A minha primeira visita aconteceu em 2009. Foi uma enorme emoção ter participado numa cerimónia oficiada por uma sacerdotisa de Avalon, ressurgida das brumas do tempo, desafiando interdições que impedem as mulheres de lidar diretamente com o sagrado, como se algo de errado houvesse com elas, connosco. Tudo nesse templo e nessa cerimónia estava imbuído de profunda beleza e significado, tudo fazia sentido, era uma sensação de finalmente ter chegado a casa.
Essa peregrinação a Glastonbury foi um ponto de viragem na minha vida. Além do templo, fiquei a saber que todos os anos, no final do mês de julho, é organizada a Conferência da Deusa, que congrega mulheres, e homens também, de todo o mundo, um evento extraordinário onde recebemos inspiração para o ano inteiro, uma celebração dos Mistérios da Deusa. Tomei ainda consciência do poder e do impacto do Movimento da Deusa para despertar a consciência da humanidade, repondo o equilíbrio que se perdeu entre o sagrado masculino e o sagrado feminino. Fiquei ainda a saber que era possível seguir uma formação de sacerdotisa e foi o que tratei de fazer logo que me foi possível.
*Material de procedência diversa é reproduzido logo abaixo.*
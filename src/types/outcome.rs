//! Outcome records produced by the probing pipeline.

use super::Proto;
use serde::{Deserialize, Serialize};

/// Result of one probe attempt, as written to the report.
///
/// `is_error` discriminates the two shapes: success records carry
/// `status`/`size_body` (and `redirected_to` for 3xx), error records carry
/// `error_message` and, for body-read failures, the status already received.
#[derive(Debug, Clone, PartialEq, Eq, PartialOrd, Ord, Hash, Serialize, Deserialize)]
pub struct OutcomeRecord {
    pub url: String,
    pub proto: Proto,
    pub host: String,
    pub status: Option<String>,
    pub size_body: Option<String>,
    #[serde(rename = "redirected_to")]
    pub redirect_location: Option<String>,
    pub is_error: bool,
    pub error_message: Option<String>,
}

impl OutcomeRecord {
    /// A classified response.
    pub fn success(
        url: impl Into<String>,
        proto: Proto,
        host: impl Into<String>,
        status: impl Into<String>,
        size_body: impl Into<String>,
    ) -> Self {
        Self {
            url: url.into(),
            proto,
            host: host.into(),
            status: Some(status.into()),
            size_body: Some(size_body.into()),
            redirect_location: None,
            is_error: false,
            error_message: None,
        }
    }

    /// A failed attempt.
    pub fn failure(
        url: impl Into<String>,
        proto: Proto,
        host: impl Into<String>,
        message: impl Into<String>,
    ) -> Self {
        Self {
            url: url.into(),
            proto,
            host: host.into(),
            status: None,
            size_body: None,
            redirect_location: None,
            is_error: true,
            error_message: Some(message.into()),
        }
    }

    pub fn with_redirect(mut self, location: impl Into<String>) -> Self {
        self.redirect_location = Some(location.into());
        self
    }

    pub fn with_status(mut self, status: Option<String>) -> Self {
        self.status = status;
        self
    }
}
//! Diagnostic logging.
//!
//! All diagnostics go to stderr through `tracing`. Verbose runs show
//! per-target progress and failures; quiet runs only show errors.
//! `RUST_LOG` overrides both.

use tracing_subscriber::{layer::SubscriberExt, util::SubscriberInitExt, EnvFilter, Layer};

/// Default filter directive for the given verbosity.
pub fn default_directive(verbose: bool) -> String {
    let level = if verbose { "info" } else { "error" };
    format!("{}={}", env!("CARGO_CRATE_NAME"), level)
}

/// Install the stderr subscriber. Safe to call more than once.
pub fn init_logging(verbose: bool) {
    let filter = std::env::var("RUST_LOG")
        .ok()
        .and_then(|directive| EnvFilter::try_new(directive).ok())
        .unwrap_or_else(|| EnvFilter::new(default_directive(verbose)));

    let stderr_layer = tracing_subscriber::fmt::layer()
        .with_writer(std::io::stderr)
        .with_target(false)
        .without_time()
        .with_filter(filter);

    let _ = tracing_subscriber::registry().with(stderr_layer).try_init();
}
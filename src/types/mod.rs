//! Core type definitions.
//!
//! Validated ports, classified targets and the outcome records the pipeline
//! emits.

mod outcome;
mod port;
mod target;

pub use outcome::OutcomeRecord;
pub use port::{Port, PortError, PortSpec};
pub use target::{HostTarget, Proto, Target, TargetError, UrlTarget};
//! Report persistence.
//!
//! Provides the JSON report sink that consumes the outcome stream.

mod json_store;

pub use json_store::{default_report_path, Report, ReportStore, REPORT_INFO};
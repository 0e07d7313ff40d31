#![allow(clippy::missing_errors_doc)]

use std::path::Path;
use std::sync::{Mutex, MutexGuard};

use anyhow::{anyhow, Context, Result};
use detections_core::{
    format_detection_date, parse_detection_date, DetectionRecord, DetectionStatus, DetectionStore,
    NewDetection,
};
use rusqlite::{params, Connection, OptionalExtension};
use time::format_description::well_known::Rfc3339;
use time::OffsetDateTime;

const DETECTIONS_MIGRATION_VERSION: i64 = 1;

const SCHEMA_DETECTIONS_V1: &str = r"
CREATE TABLE IF NOT EXISTS detections (
  id INTEGER PRIMARY KEY AUTOINCREMENT,
  date TEXT NOT NULL,
  confidence REAL NOT NULL CHECK (confidence BETWEEN 0.0 AND 1.0),
  status TEXT NOT NULL CHECK (status IN ('candidate', 'confirmed', 'rejected')),
  notes TEXT NOT NULL DEFAULT ''
);

CREATE TRIGGER IF NOT EXISTS trg_detections_no_update
BEFORE UPDATE ON detections
BEGIN
  SELECT RAISE(FAIL, 'detections is append-only');
END;

CREATE TRIGGER IF NOT EXISTS trg_detections_no_delete
BEFORE DELETE ON detections
BEGIN
  SELECT RAISE(FAIL, 'detections is append-only');
END;
";

const SELECT_DETECTION_COLUMNS: &str = "SELECT id, date, confidence, status, notes FROM detections";

/// Durable detection store backed by a single SQLite table.
///
/// Ids come from `AUTOINCREMENT`, so they are never reused even if rows are
/// removed out-of-band. Listing is always ordered by id.
pub struct SqliteDetectionStore {
    conn: Mutex<Connection>,
}

impl SqliteDetectionStore {
    pub fn open(path: &Path) -> Result<Self> {
        let conn = Connection::open(path)
            .with_context(|| format!("failed to open sqlite database at {}", path.display()))?;

        conn.execute_batch(
            "PRAGMA journal_mode = WAL;
             PRAGMA busy_timeout = 5000;",
        )
        .context("failed to configure sqlite pragmas")?;

        Ok(Self { conn: Mutex::new(conn) })
    }

    /// Opens `path` and applies pending migrations.
    pub fn open_and_migrate(path: &Path) -> Result<Self> {
        let store = Self::open(path)?;
        store.migrate()?;
        Ok(store)
    }

    pub fn migrate(&self) -> Result<()> {
        let conn = self.connection()?;
        conn.execute_batch(
            "CREATE TABLE IF NOT EXISTS schema_migrations (
                version INTEGER PRIMARY KEY,
                applied_at TEXT NOT NULL
            );",
        )
        .context("failed to ensure schema_migrations exists")?;

        conn.execute_batch(SCHEMA_DETECTIONS_V1)
            .context("failed to apply detections schema")?;

        let now = OffsetDateTime::now_utc()
            .format(&Rfc3339)
            .map_err(|err| anyhow!("failed to format migration timestamp: {err}"))?;
        let inserted = conn
            .execute(
                "INSERT OR IGNORE INTO schema_migrations(version, applied_at) VALUES (?1, ?2)",
                params![DETECTIONS_MIGRATION_VERSION, now],
            )
            .context("failed to register detections schema migration")?;

        if inserted > 0 {
            tracing::info!(version = DETECTIONS_MIGRATION_VERSION, "applied detections schema migration");
        }
        Ok(())
    }

    /// Highest applied migration, or `None` on a fresh database.
    pub fn schema_version(&self) -> Result<Option<i64>> {
        let conn = self.connection()?;
        let table_present: Option<String> = conn
            .query_row(
                "SELECT name FROM sqlite_master WHERE type = 'table' AND name = 'schema_migrations'",
                [],
                |row| row.get(0),
            )
            .optional()
            .context("failed to inspect sqlite_master")?;
        if table_present.is_none() {
            return Ok(None);
        }

        conn.query_row("SELECT MAX(version) FROM schema_migrations", [], |row| row.get(0))
            .context("failed to read schema version")
    }

    fn connection(&self) -> Result<MutexGuard<'_, Connection>> {
        self.conn
            .lock()
            .map_err(|_| anyhow!("sqlite detection store lock poisoned"))
    }
}

impl DetectionStore for SqliteDetectionStore {
    fn append(&self, detection: NewDetection) -> Result<DetectionRecord> {
        let date = format_detection_date(detection.date)?;

        let mut conn = self.connection()?;
        let tx = conn
            .transaction()
            .context("failed to start detection transaction")?;

        tx.execute(
            "INSERT INTO detections(date, confidence, status, notes) VALUES (?1, ?2, ?3, ?4)",
            params![date, detection.confidence, detection.status.as_str(), detection.notes],
        )
        .context("failed to append detection")?;

        let id = tx.last_insert_rowid();
        tx.commit().context("failed to commit detection transaction")?;

        tracing::debug!(id, status = %detection.status, "appended detection row");
        Ok(DetectionRecord::from_new(id, detection))
    }

    fn list(&self) -> Result<Vec<DetectionRecord>> {
        let conn = self.connection()?;
        let mut stmt = conn
            .prepare(&format!("{SELECT_DETECTION_COLUMNS} ORDER BY id ASC"))
            .context("failed to prepare detection listing")?;

        let rows = stmt.query_map([], parse_detection_row)?;
        let mut records = Vec::new();
        for row in rows {
            records.push(row.context("failed to decode detection row")?);
        }
        Ok(records)
    }

    fn get(&self, id: i64) -> Result<Option<DetectionRecord>> {
        let conn = self.connection()?;
        conn.query_row(
            &format!("{SELECT_DETECTION_COLUMNS} WHERE id = ?1"),
            params![id],
            parse_detection_row,
        )
        .optional()
        .with_context(|| format!("failed to load detection {id}"))
    }
}

fn parse_detection_row(row: &rusqlite::Row<'_>) -> rusqlite::Result<DetectionRecord> {
    let date_raw: String = row.get(1)?;
    let status_raw: String = row.get(3)?;

    let date = parse_detection_date(&date_raw)
        .map_err(|_| invalid_column(1, rusqlite::types::Type::Text, format!("invalid date: {date_raw}")))?;
    let status = DetectionStatus::parse(&status_raw).ok_or_else(|| {
        invalid_column(3, rusqlite::types::Type::Text, format!("invalid status: {status_raw}"))
    })?;

    Ok(DetectionRecord {
        id: row.get(0)?,
        date,
        confidence: row.get(2)?,
        status,
        notes: row.get(4)?,
    })
}

fn invalid_column(index: usize, kind: rusqlite::types::Type, message: String) -> rusqlite::Error {
    rusqlite::Error::FromSqlConversionFailure(
        index,
        kind,
        Box::new(std::io::Error::new(std::io::ErrorKind::InvalidData, message)),
    )
}

#[cfg(test)]
mod tests {
    #![allow(clippy::float_cmp)]

    use super::*;
    use proptest::prelude::*;
    use std::path::PathBuf;
    use time::{Date, Month};

    fn must<T>(result: Result<T>) -> T {
        match result {
            Ok(value) => value,
            Err(err) => panic!("test failure: {err:#}"),
        }
    }

    fn fixture_store() -> SqliteDetectionStore {
        must(SqliteDetectionStore::open_and_migrate(Path::new(":memory:")))
    }

    fn unique_temp_db_path() -> PathBuf {
        std::env::temp_dir().join(format!("detections-store-{}.sqlite3", ulid::Ulid::new()))
    }

    fn sidecar_path(db_path: &Path, suffix: &str) -> PathBuf {
        let mut name = db_path.as_os_str().to_owned();
        name.push(suffix);
        PathBuf::from(name)
    }

    fn remove_db_files(db_path: &Path) {
        let _ = std::fs::remove_file(db_path);
        for suffix in ["-wal", "-shm"] {
            let _ = std::fs::remove_file(sidecar_path(db_path, suffix));
        }
    }

    fn fixture_detection(confidence: f64, status: DetectionStatus, notes: &str) -> NewDetection {
        let date = match Date::from_calendar_date(2024, Month::June, 1) {
            Ok(value) => value,
            Err(err) => panic!("invalid fixture date: {err}"),
        };
        NewDetection { date, confidence, status, notes: notes.to_string() }
    }

    fn status_from_code(code: u8) -> DetectionStatus {
        match code % 3 {
            0 => DetectionStatus::Candidate,
            1 => DetectionStatus::Confirmed,
            _ => DetectionStatus::Rejected,
        }
    }

    #[test]
    fn append_assigns_ids_and_round_trips_fields() {
        let store = fixture_store();

        let first = must(store.append(fixture_detection(0.75, DetectionStatus::Candidate, "")));
        let second = must(store.append(fixture_detection(1.0, DetectionStatus::Rejected, "dup")));
        assert_eq!(first.id, 1);
        assert_eq!(second.id, 2);

        let loaded = must(store.get(2));
        assert_eq!(loaded.as_ref(), Some(&second));
        assert_eq!(second.notes, "dup");
        assert_eq!(second.confidence, 1.0);
    }

    #[test]
    fn get_unknown_id_is_none() {
        let store = fixture_store();
        must(store.append(fixture_detection(0.5, DetectionStatus::Confirmed, "")));
        assert_eq!(must(store.get(999)), None);
    }

    #[test]
    fn list_is_ordered_by_id() {
        let store = fixture_store();
        for confidence in [0.1, 0.2, 0.3] {
            must(store.append(fixture_detection(confidence, DetectionStatus::Candidate, "")));
        }

        let listed = must(store.list());
        assert_eq!(listed.iter().map(|record| record.id).collect::<Vec<_>>(), vec![1, 2, 3]);
        assert_eq!(listed.iter().map(|record| record.confidence).collect::<Vec<_>>(), vec![0.1, 0.2, 0.3]);
    }

    #[test]
    fn date_is_stored_as_canonical_text() {
        let store = fixture_store();
        must(store.append(fixture_detection(0.5, DetectionStatus::Candidate, "")));

        let conn = must(store.connection());
        let stored: String = match conn.query_row("SELECT date FROM detections WHERE id = 1", [], |row| row.get(0)) {
            Ok(value) => value,
            Err(err) => panic!("test failure: {err}"),
        };
        assert_eq!(stored, "2024-06-01");
    }

    #[test]
    fn append_only_triggers_block_update_and_delete() {
        let store = fixture_store();
        let record = must(store.append(fixture_detection(0.5, DetectionStatus::Candidate, "")));

        let conn = must(store.connection());
        let update = conn.execute(
            "UPDATE detections SET status = 'confirmed' WHERE id = ?1",
            params![record.id],
        );
        assert!(update.is_err());

        let delete = conn.execute("DELETE FROM detections WHERE id = ?1", params![record.id]);
        assert!(delete.is_err());
    }

    #[test]
    fn check_constraints_reject_out_of_domain_rows() {
        let store = fixture_store();
        let conn = must(store.connection());

        let bad_status = conn.execute(
            "INSERT INTO detections(date, confidence, status) VALUES ('2024-06-01', 0.5, 'Confirmed')",
            [],
        );
        assert!(bad_status.is_err());

        let bad_confidence = conn.execute(
            "INSERT INTO detections(date, confidence, status) VALUES ('2024-06-01', 1.5, 'candidate')",
            [],
        );
        assert!(bad_confidence.is_err());
    }

    #[test]
    fn migrate_is_idempotent_and_reports_schema_version() {
        let store = must(SqliteDetectionStore::open(Path::new(":memory:")));
        assert_eq!(must(store.schema_version()), None);

        must(store.migrate());
        must(store.migrate());
        assert_eq!(must(store.schema_version()), Some(DETECTIONS_MIGRATION_VERSION));
    }

    #[test]
    fn records_survive_reopen_and_ids_continue() {
        let db_path = unique_temp_db_path();

        {
            let store = must(SqliteDetectionStore::open_and_migrate(&db_path));
            must(store.append(fixture_detection(0.4, DetectionStatus::Candidate, "first")));
            must(store.append(fixture_detection(0.6, DetectionStatus::Confirmed, "second")));
        }

        let reopened = must(SqliteDetectionStore::open_and_migrate(&db_path));
        let listed = must(reopened.list());
        assert_eq!(listed.len(), 2);
        assert_eq!(listed[0].notes, "first");

        let third = must(reopened.append(fixture_detection(0.8, DetectionStatus::Rejected, "third")));
        assert_eq!(third.id, 3);

        drop(reopened);
        remove_db_files(&db_path);
        for leftover in [db_path.clone(), sidecar_path(&db_path, "-wal"), sidecar_path(&db_path, "-shm")] {
            assert!(!leftover.exists(), "{} was not cleaned up", leftover.display());
        }
    }

    proptest! {
        #[test]
        fn prop_ids_strictly_increase_and_list_matches(
            stream in prop::collection::vec((0.0f64..=1.0, any::<u8>()), 1..40)
        ) {
            let store = fixture_store();
            let mut appended = Vec::new();
            for (confidence, code) in &stream {
                appended.push(must(store.append(fixture_detection(*confidence, status_from_code(*code), ""))));
            }

            for pair in appended.windows(2) {
                prop_assert!(pair[0].id < pair[1].id);
            }
            prop_assert_eq!(must(store.list()), appended);
        }
    }
}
Iniciei a formação em 2011 e em 2013 tornei-me sacerdotisa da Deusa. Fiz a minha autodedicação à Senhora de Avalon em 2014. Depois de mim, duas outras portuguesas tornaram-se sacerdotisas da Deusa através do Templo de Glastonbury, mas, pelo menos por enquanto, sou a única sacerdotisa de Avalon em Portugal.
Foi uma formação que implicou muitas deslocações a Inglaterra, onde vivi em permanência entre o final de 2013 e o final de 2015. A formação de uma sacerdotisa de Avalon implica uma profunda ligação com a terra sagrada de Glastonbury, contraparte física da dimensão de Avalon. E implica, além da prática espiritual, investigação e estudo das grandes culturas esquecidas, e destruídas, que cultuaram a Deusa no passado, o desenvolvimento da criatividade, dos ofícios e da expressão artística em geral, sendo outro aspeto importante a condução de cerimónias, tanto privadas como públicas, até porque pública vai ser a função para a qual se prepara. Uma sacerdotisa, de resto, está associada a um templo e a uma comunidade de sacerdotisas, que já existem, como no caso de Glastonbury, fazendo parte duma linhagem (não de uma hierarquia), ou que ela própria, enquanto iniciadora do projeto de um templo, vai formar – como será o meu caso, no início no próximo ano.”